Los sobrevivientes del naufragio fueron rescatados por un barco americano que navegaba rumbo a Liverpool. La nave llegó al puerto el día trece de octubre de 1850. Desembarcamos a última hora de la tarde y aquella misma noche estaba en Londres.
Estas páginas no son un relato de mis andanzas y aventuras ocurridas en países extraños. Los motivos que me alejaron de mi patria y de mis amigos llevándome a un mundo nuevo pleno de aventuras y peligros, son conocidos. Volví de ese exilio que yo mismo me había impuesto tal como esperaba, tal como había deseado y había rogado poder volver. Regresé siendo un hombre distinto. Mi naturaleza se había regenerado en las aguas de una nueva vida. En una dura escuela de apremios y peligros mi voluntad aprendió a ser fuerte, mi corazón resoluto, y mi mente a confiar en sí misma. Salí huyendo de mi porvenir y volví decidido a afrontarlo como un hombre debe hacerlo.
Iba a afrontarlo con la abnegación que sabía que se me exigiría. Había arrancado de mí lo más amargo de mi pasado, pero no los recuerdos que guardaba en mi corazón, la tristeza y ternura de aquella época memorable. No había dejado de sentir el único desengaño irreparable de mi vida, tan sólo había aprendido a soportarlo. Laura Fairlie ocupaba por completo mis pensamientos cuando, desde el barco que me llevaba lejos, me despedía de Inglaterra con la mirada. Laura Fairlie seguía colmando mis pensamientos cuando el barco me devolvió a mi patria y la aurora de la mañana me dejó contemplar aquellas costas familiares.
Mi pluma traza estas líneas que vuelven al pasado tal como mi corazón vuelve también al amor de ese pasado. Sigo refiriéndome a ella como Laura Fairlie. Me cuesta pensar y hablar de ella dándole el nombre de su marido.

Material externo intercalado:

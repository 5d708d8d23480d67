//! Todo repository trait

use async_trait::async_trait;

#[cfg(test)]
use mockall::automock;

use super::entity::{NewTodo, Todo, TodoId};
use super::page::{Page, PageRequest};
use crate::domain::DomainError;

/// Durable store for todo records. Every page query orders by `created_at`
/// descending, ties broken by id descending.
#[cfg_attr(test, automock)]
#[async_trait]
pub trait TodoRepository: Send + Sync + std::fmt::Debug {
    /// Insert a new record, returning it with the assigned id
    async fn insert(&self, todo: NewTodo) -> Result<Todo, DomainError>;

    /// Find a record by id
    async fn find_by_id(&self, id: TodoId) -> Result<Option<Todo>, DomainError>;

    /// Overwrite an existing record
    async fn save(&self, todo: Todo) -> Result<Todo, DomainError>;

    /// Remove a record by id
    async fn delete_by_id(&self, id: TodoId) -> Result<(), DomainError>;

    /// Check if a record exists
    async fn exists_by_id(&self, id: TodoId) -> Result<bool, DomainError>;

    /// Page over all records
    async fn find_page(&self, request: PageRequest) -> Result<Page<Todo>, DomainError>;

    /// Page over records with the given completion flag
    async fn find_page_by_completed(
        &self,
        completed: bool,
        request: PageRequest,
    ) -> Result<Page<Todo>, DomainError>;

    /// Page over records whose title contains `query`, ignoring case
    async fn find_page_by_title_contains(
        &self,
        query: &str,
        request: PageRequest,
    ) -> Result<Page<Todo>, DomainError>;

    /// Round-trips to the backing store; used by readiness checks
    async fn ping(&self) -> Result<(), DomainError>;
}
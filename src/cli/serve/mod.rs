//! Serve command - runs the HTTP API

use std::net::SocketAddr;

use anyhow::Context;
use clap::Args;
use tokio::net::TcpListener;
use tokio::signal;
use tracing::{error, info};

use crate::api::create_router;
use crate::config::AppConfig;
use crate::infrastructure::observability::{init_metrics, init_tracing, shutdown_tracing};

/// Overrides for the `[server]` config section
#[derive(Args, Debug, Default)]
pub struct ServeArgs {
    /// Address to bind (overrides server.host)
    #[arg(long)]
    pub host: Option<String>,

    /// Port to listen on (overrides server.port)
    #[arg(long, short)]
    pub port: Option<u16>,
}

/// Run the API server until Ctrl+C or SIGTERM
pub async fn run(args: ServeArgs) -> anyhow::Result<()> {
    dotenvy::dotenv().ok();

    let mut config = AppConfig::load().context("Failed to load configuration")?;
    apply_overrides(&mut config, args);

    init_tracing(&config.logging, &config.observability.tracing);

    let state = crate::create_app_state_with_config(&config).await?;
    let metrics = init_metrics(&config.observability.metrics);
    let app = create_router(state, metrics);

    let addr = build_socket_addr(&config)?;
    info!(
        %addr,
        storage = %config.storage.backend,
        cache = %config.cache.backend,
        "Starting todo service"
    );

    let listener = TcpListener::bind(addr)
        .await
        .with_context(|| format!("Failed to bind {}", addr))?;

    axum::serve(listener, app)
        .with_graceful_shutdown(shutdown_signal())
        .await?;

    shutdown_tracing();
    info!("Server shutdown complete");

    Ok(())
}

fn apply_overrides(config: &mut AppConfig, args: ServeArgs) {
    if let Some(host) = args.host {
        config.server.host = host;
    }

    if let Some(port) = args.port {
        config.server.port = port;
    }
}

async fn shutdown_signal() {
    let ctrl_c = async {
        if let Err(e) = signal::ctrl_c().await {
            error!(error = %e, "Failed to listen for Ctrl+C");
            std::future::pending::<()>().await;
        }
    };

    #[cfg(unix)]
    let terminate = async {
        match signal::unix::signal(signal::unix::SignalKind::terminate()) {
            Ok(mut stream) => {
                stream.recv().await;
            }
            Err(e) => {
                error!(error = %e, "Failed to install SIGTERM handler");
                std::future::pending::<()>().await;
            }
        }
    };

    #[cfg(not(unix))]
    let terminate = std::future::pending::<()>();

    tokio::select! {
        _ = ctrl_c => {
            info!("Received Ctrl+C, initiating graceful shutdown");
        }
        _ = terminate => {
            info!("Received SIGTERM, initiating graceful shutdown");
        }
    }
}

fn build_socket_addr(config: &AppConfig) -> anyhow::Result<SocketAddr> {
    let ip = config
        .server
        .host
        .parse::<std::net::IpAddr>()
        .with_context(|| format!("Invalid server.host '{}'", config.server.host))?;

    Ok(SocketAddr::from((ip, config.server.port)))
}
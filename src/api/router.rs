use axum::{extract::DefaultBodyLimit, middleware, routing::get, Router};
use tower_http::request_id::{MakeRequestUuid, PropagateRequestIdLayer, SetRequestIdLayer};
use tower_http::trace::TraceLayer;

use super::health;
use super::middleware::{
    logging_middleware, metrics_middleware, security_headers_middleware, MAX_BODY_SIZE,
};
use super::state::AppState;
use super::v1;
use crate::infrastructure::observability::{create_metrics_router, PrometheusMetrics};

/// Create the full router: probes, `/api/v1`, and `/metrics` when enabled.
///
/// Layers run outermost first: request id, trace span, request log,
/// metrics, security headers.
pub fn create_router(state: AppState, metrics: Option<PrometheusMetrics>) -> Router {
    let mut router = Router::new()
        .route("/health", get(health::health_check))
        .route("/ready", get(health::ready_check))
        .route("/live", get(health::live_check))
        .nest("/api/v1", v1::create_v1_router())
        .with_state(state);

    if let Some(metrics) = metrics {
        router = router.merge(create_metrics_router(metrics));
    }

    router
        .layer(DefaultBodyLimit::max(MAX_BODY_SIZE))
        .layer(middleware::from_fn(security_headers_middleware))
        .layer(middleware::from_fn(metrics_middleware))
        .layer(middleware::from_fn(logging_middleware))
        .layer(TraceLayer::new_for_http())
        .layer(PropagateRequestIdLayer::x_request_id())
        .layer(SetRequestIdLayer::x_request_id(MakeRequestUuid))
}
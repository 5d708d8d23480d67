//! Security response headers

use axum::{
    body::Body,
    http::{header, HeaderValue, Request},
    middleware::Next,
    response::Response,
};

/// Maximum accepted request body (1 MiB)
pub const MAX_BODY_SIZE: usize = 1024 * 1024;

/// Add security headers to every response
pub async fn security_headers_middleware(request: Request<Body>, next: Next) -> Response {
    let mut response = next.run(request).await;
    let headers = response.headers_mut();

    headers.insert(header::X_CONTENT_TYPE_OPTIONS, HeaderValue::from_static("nosniff"));
    headers.insert(header::X_FRAME_OPTIONS, HeaderValue::from_static("DENY"));
    headers.insert(header::REFERRER_POLICY, HeaderValue::from_static("no-referrer"));
    headers.insert(
        header::CONTENT_SECURITY_POLICY,
        HeaderValue::from_static("default-src 'none'; frame-ancestors 'none'"),
    );

    if !headers.contains_key(header::CACHE_CONTROL) {
        headers.insert(header::CACHE_CONTROL, HeaderValue::from_static("no-store"));
    }

    response
}
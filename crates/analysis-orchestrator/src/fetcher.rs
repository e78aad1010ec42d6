use std::sync::Arc;
use std::time::Duration;

use analysis_core::{FetchError, FundamentalsProvider, RawFundamentals};
use chrono::{DateTime, Utc};
use dashmap::DashMap;
use yahoo_client::YahooClient;

use crate::stub::stub_fundamentals;

const MAX_SYMBOL_LEN: usize = 12;

/// Knobs for a fetch; `from_env` reads them once at startup.
#[derive(Debug, Clone, PartialEq)]
pub struct FetchOptions {
    pub cache_enabled: bool,
    /// Serve synthetic fundamentals instead of calling the provider
    pub stub: bool,
    pub timeout: Duration,
    pub cache_ttl: Duration,
}

impl Default for FetchOptions {
    fn default() -> Self {
        Self {
            cache_enabled: true,
            stub: false,
            timeout: Duration::from_secs(20),
            cache_ttl: Duration::from_secs(300),
        }
    }
}

impl FetchOptions {
    pub fn from_env() -> Self {
        Self::from_vars(|key| std::env::var(key).ok())
    }

    /// Build options from a variable lookup (`SMOKE_TEST`, `DISABLE_CACHE`,
    /// `FETCH_TIMEOUT_SECS`, `CACHE_TTL_SECS`)
    pub fn from_vars(get: impl Fn(&str) -> Option<String>) -> Self {
        let defaults = Self::default();
        let secs = |key: &str, default: Duration| -> Duration {
            match get(key) {
                Some(raw) => match raw.trim().parse::<u64>() {
                    Ok(n) => Duration::from_secs(n),
                    Err(_) => {
                        tracing::warn!("Ignoring invalid {}={:?}", key, raw);
                        default
                    }
                },
                None => default,
            }
        };

        Self {
            cache_enabled: !get("DISABLE_CACHE").map_or(false, |v| parse_flag(&v)),
            stub: get("SMOKE_TEST").map_or(false, |v| parse_flag(&v)),
            timeout: secs("FETCH_TIMEOUT_SECS", defaults.timeout),
            cache_ttl: secs("CACHE_TTL_SECS", defaults.cache_ttl),
        }
    }
}

/// `1/true/yes/on`, case-insensitive
pub fn parse_flag(value: &str) -> bool {
    matches!(
        value.trim().to_ascii_lowercase().as_str(),
        "1" | "true" | "yes" | "on"
    )
}

/// Trim and upper-case a ticker, rejecting anything that cannot be a symbol
pub fn normalize_symbol(input: &str) -> Result<String, FetchError> {
    let symbol = input.trim().to_ascii_uppercase();
    if symbol.is_empty() {
        return Err(FetchError::not_found(symbol, "empty ticker"));
    }
    if symbol.len() > MAX_SYMBOL_LEN {
        return Err(FetchError::not_found(symbol, "ticker too long"));
    }
    let valid = symbol
        .chars()
        .all(|c| c.is_ascii_uppercase() || c.is_ascii_digit() || matches!(c, '.' | '-' | '^' | '='));
    if !valid {
        return Err(FetchError::not_found(symbol, "malformed ticker"));
    }
    Ok(symbol)
}

struct CacheEntry {
    data: RawFundamentals,
    cached_at: DateTime<Utc>,
}

/// Provider wrapper adding stub mode, a TTL cache and a hard timeout
pub struct Fetcher {
    provider: Arc<dyn FundamentalsProvider>,
    options: FetchOptions,
    cache: DashMap<String, CacheEntry>,
}

impl Fetcher {
    pub fn new(provider: Arc<dyn FundamentalsProvider>, options: FetchOptions) -> Self {
        Self {
            provider,
            options,
            cache: DashMap::new(),
        }
    }

    /// Live Yahoo provider configured from the environment
    pub fn from_env() -> Self {
        let options = FetchOptions::from_env();
        let client = YahooClient::from_env().with_timeout(options.timeout);
        Self::new(Arc::new(client), options)
    }

    pub fn options(&self) -> &FetchOptions {
        &self.options
    }

    pub fn provider_name(&self) -> &'static str {
        self.provider.name()
    }

    pub fn cached_len(&self) -> usize {
        self.cache.len()
    }

    pub async fn fetch(&self, ticker: &str) -> Result<RawFundamentals, FetchError> {
        self.fetch_with(ticker, &self.options).await
    }

    pub async fn fetch_with(
        &self,
        ticker: &str,
        options: &FetchOptions,
    ) -> Result<RawFundamentals, FetchError> {
        let symbol = normalize_symbol(ticker)?;

        if options.stub {
            tracing::debug!("Stub fundamentals for {}", symbol);
            return Ok(stub_fundamentals(&symbol));
        }

        if options.cache_enabled {
            if let Some(entry) = self.cache.get(&symbol) {
                let fresh = (Utc::now() - entry.cached_at)
                    .to_std()
                    .map_or(false, |age| age < options.cache_ttl);
                if fresh {
                    tracing::debug!("Cache hit for {}", symbol);
                    return Ok(entry.data.clone());
                }
            }
            tracing::debug!("Cache miss for {}", symbol);
        }

        let attempt = self.provider.fetch_within(&symbol, options.timeout);
        let result = match tokio::time::timeout(options.timeout, attempt).await {
            Ok(result) => result,
            Err(_) => Err(FetchError::Timeout {
                after_ms: options.timeout.as_millis() as u64,
            }),
        };

        match result {
            Ok(raw) => {
                if options.cache_enabled {
                    self.cache.insert(
                        symbol,
                        CacheEntry {
                            data: raw.clone(),
                            cached_at: Utc::now(),
                        },
                    );
                }
                Ok(raw)
            }
            Err(e) => {
                tracing::warn!("Fetch failed for {} via {}: {}", symbol, self.provider.name(), e);
                Err(e)
            }
        }
    }
}
use std::time::Duration;

use async_trait::async_trait;
use crate::{FetchError, RawFundamentals};

/// Source of raw fundamentals for a single, already-normalized ticker
#[async_trait]
pub trait FundamentalsProvider: Send + Sync {
    /// Short provider name for logs and error attribution
    fn name(&self) -> &'static str;

    async fn fetch(&self, symbol: &str) -> Result<RawFundamentals, FetchError>;

    /// Fetch that has to settle within `budget`. Providers that retry should
    /// give up with their own error rather than sleep past it.
    async fn fetch_within(
        &self,
        symbol: &str,
        budget: Duration,
    ) -> Result<RawFundamentals, FetchError> {
        let _ = budget;
        self.fetch(symbol).await
    }
}
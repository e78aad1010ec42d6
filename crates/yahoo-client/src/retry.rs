use std::time::Duration;

use rand::Rng;

/// Bounded exponential backoff with random jitter.
#[derive(Debug, Clone, PartialEq)]
pub struct RetryPolicy {
    /// Total attempts including the first one
    pub max_attempts: u32,
    pub base_delay: Duration,
    pub max_delay: Duration,
    /// Fraction of the delay added at random, 0.2 == up to +20%
    pub jitter: f64,
    /// Upper bound on how long a server-sent Retry-After is honoured within one fetch
    pub max_retry_after: Duration,
}

impl Default for RetryPolicy {
    fn default() -> Self {
        Self {
            max_attempts: 3,
            base_delay: Duration::from_millis(500),
            max_delay: Duration::from_secs(8),
            jitter: 0.2,
            max_retry_after: Duration::from_secs(30),
        }
    }
}

impl RetryPolicy {
    /// Single attempt, no waiting
    pub fn no_retry() -> Self {
        Self {
            max_attempts: 1,
            ..Default::default()
        }
    }

    /// Delay before retrying after failed attempt number `attempt` (1-based)
    pub fn backoff(&self, attempt: u32) -> Duration {
        let exponent = attempt.saturating_sub(1).min(16);
        let delay = self
            .base_delay
            .saturating_mul(1u32 << exponent)
            .min(self.max_delay);
        with_jitter(delay, self.jitter)
    }

    /// Delay after a 429: the server's Retry-After when given (capped), else backoff
    pub fn rate_limit_delay(&self, attempt: u32, retry_after: Option<Duration>) -> Duration {
        match retry_after {
            Some(wait) => wait.min(self.max_retry_after),
            None => self.backoff(attempt),
        }
    }
}

fn with_jitter(delay: Duration, jitter: f64) -> Duration {
    if jitter <= 0.0 || delay.is_zero() {
        return delay;
    }
    let mut rng = rand::rng();
    let factor = 1.0 + rng.random_range(0.0..jitter);
    delay.mul_f64(factor)
}

#[cfg(test)]
mod tests {
    use super::*;

    #[test]
    fn test_backoff_doubles_and_caps() {
        let policy = RetryPolicy {
            jitter: 0.0,
            ..Default::default()
        };
        assert_eq!(policy.backoff(1), Duration::from_millis(500));
        assert_eq!(policy.backoff(2), Duration::from_millis(1000));
        assert_eq!(policy.backoff(3), Duration::from_millis(2000));
        assert_eq!(policy.backoff(10), Duration::from_secs(8));
        assert_eq!(policy.backoff(u32::MAX), Duration::from_secs(8));
    }

    #[test]
    fn test_jitter_stays_within_bounds() {
        let policy = RetryPolicy::default();
        for _ in 0..100 {
            let delay = policy.backoff(2);
            assert!(delay >= Duration::from_millis(1000));
            assert!(delay <= Duration::from_millis(1200));
        }
    }

    #[test]
    fn test_retry_after_takes_precedence_but_is_capped() {
        let policy = RetryPolicy {
            jitter: 0.0,
            ..Default::default()
        };
        assert_eq!(
            policy.rate_limit_delay(1, Some(Duration::from_secs(3))),
            Duration::from_secs(3)
        );
        assert_eq!(
            policy.rate_limit_delay(1, Some(Duration::from_secs(600))),
            Duration::from_secs(30)
        );
        assert_eq!(policy.rate_limit_delay(2, None), Duration::from_millis(1000));
    }
}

No son necesarias más palabras para explicar mi aparición en estas páginas por segunda vez. Ésta es la parte final de la historia, y si tengo valor y fortaleza para escribirla, vamos ahora a verlo.
Al llegar la mañana, mi primera inquietud y mi primera esperanza se centraron hacia mi madre y mi hermana. Sentí la necesidad de prepararlas a la alegría y la sorpresa de mi retorno después de una ausencia de meses y meses sin recibir noticias mías. A primera hora de la mañana envié una carta a la casa de Hampstead, y una hora después me puse en camino.
Transcurridos los primeros momentos del encuentro, cuando poco a poco fuimos recuperando la paz y la calma de los tiempos pasados, vi algo en el rostro de mi madre que me dijo que un peso secreto oprimía su corazón. En sus ojos ansiosos había algo más que amor, en la ternura de su mirada había tristeza; en la mano cariñosa que apretó la mía con lentitud y delicadeza, había compasión. No teníamos secretos el uno para el otro. Ella sabía cómo fue destruida la esperanza de mi vida, sabía por qué la había abandonado. Yo tenía a flor de labios la pregunta —quería hacerla con la mayor calma de que era capaz—, de si no había llegado alguna carta de la señorita Halcombe para mí, o si había noticias de su hermana. Pero al mirar al rostro de mi madre, me faltó valor para hacerle esta pregunta, siquiera de manera reservada. Tan sólo fui capaz de decirle, vacilante y cohibido:
—¿Tienes algo que decirme…?
Mi hermana, que se hallaba sentada frente a nosotros, de repente se levantó, y sin una palabra de explicación, salió del cuarto.
Mi madre se sentó más cerca de mí en el sofá y me rodeó con sus brazos. Sus delicadas manos temblaban; las lágrimas corrían por su rostro cariñoso y sincero.
—¡Walter! —murmuró—. ¡Hijo mío! Se me parte el corazón. ¡Hijo mío, hijo mío!, no olvides que aún vivo yo.
Mi cabeza se hundió en su regazo. Con aquellas palabras me lo dijo todo.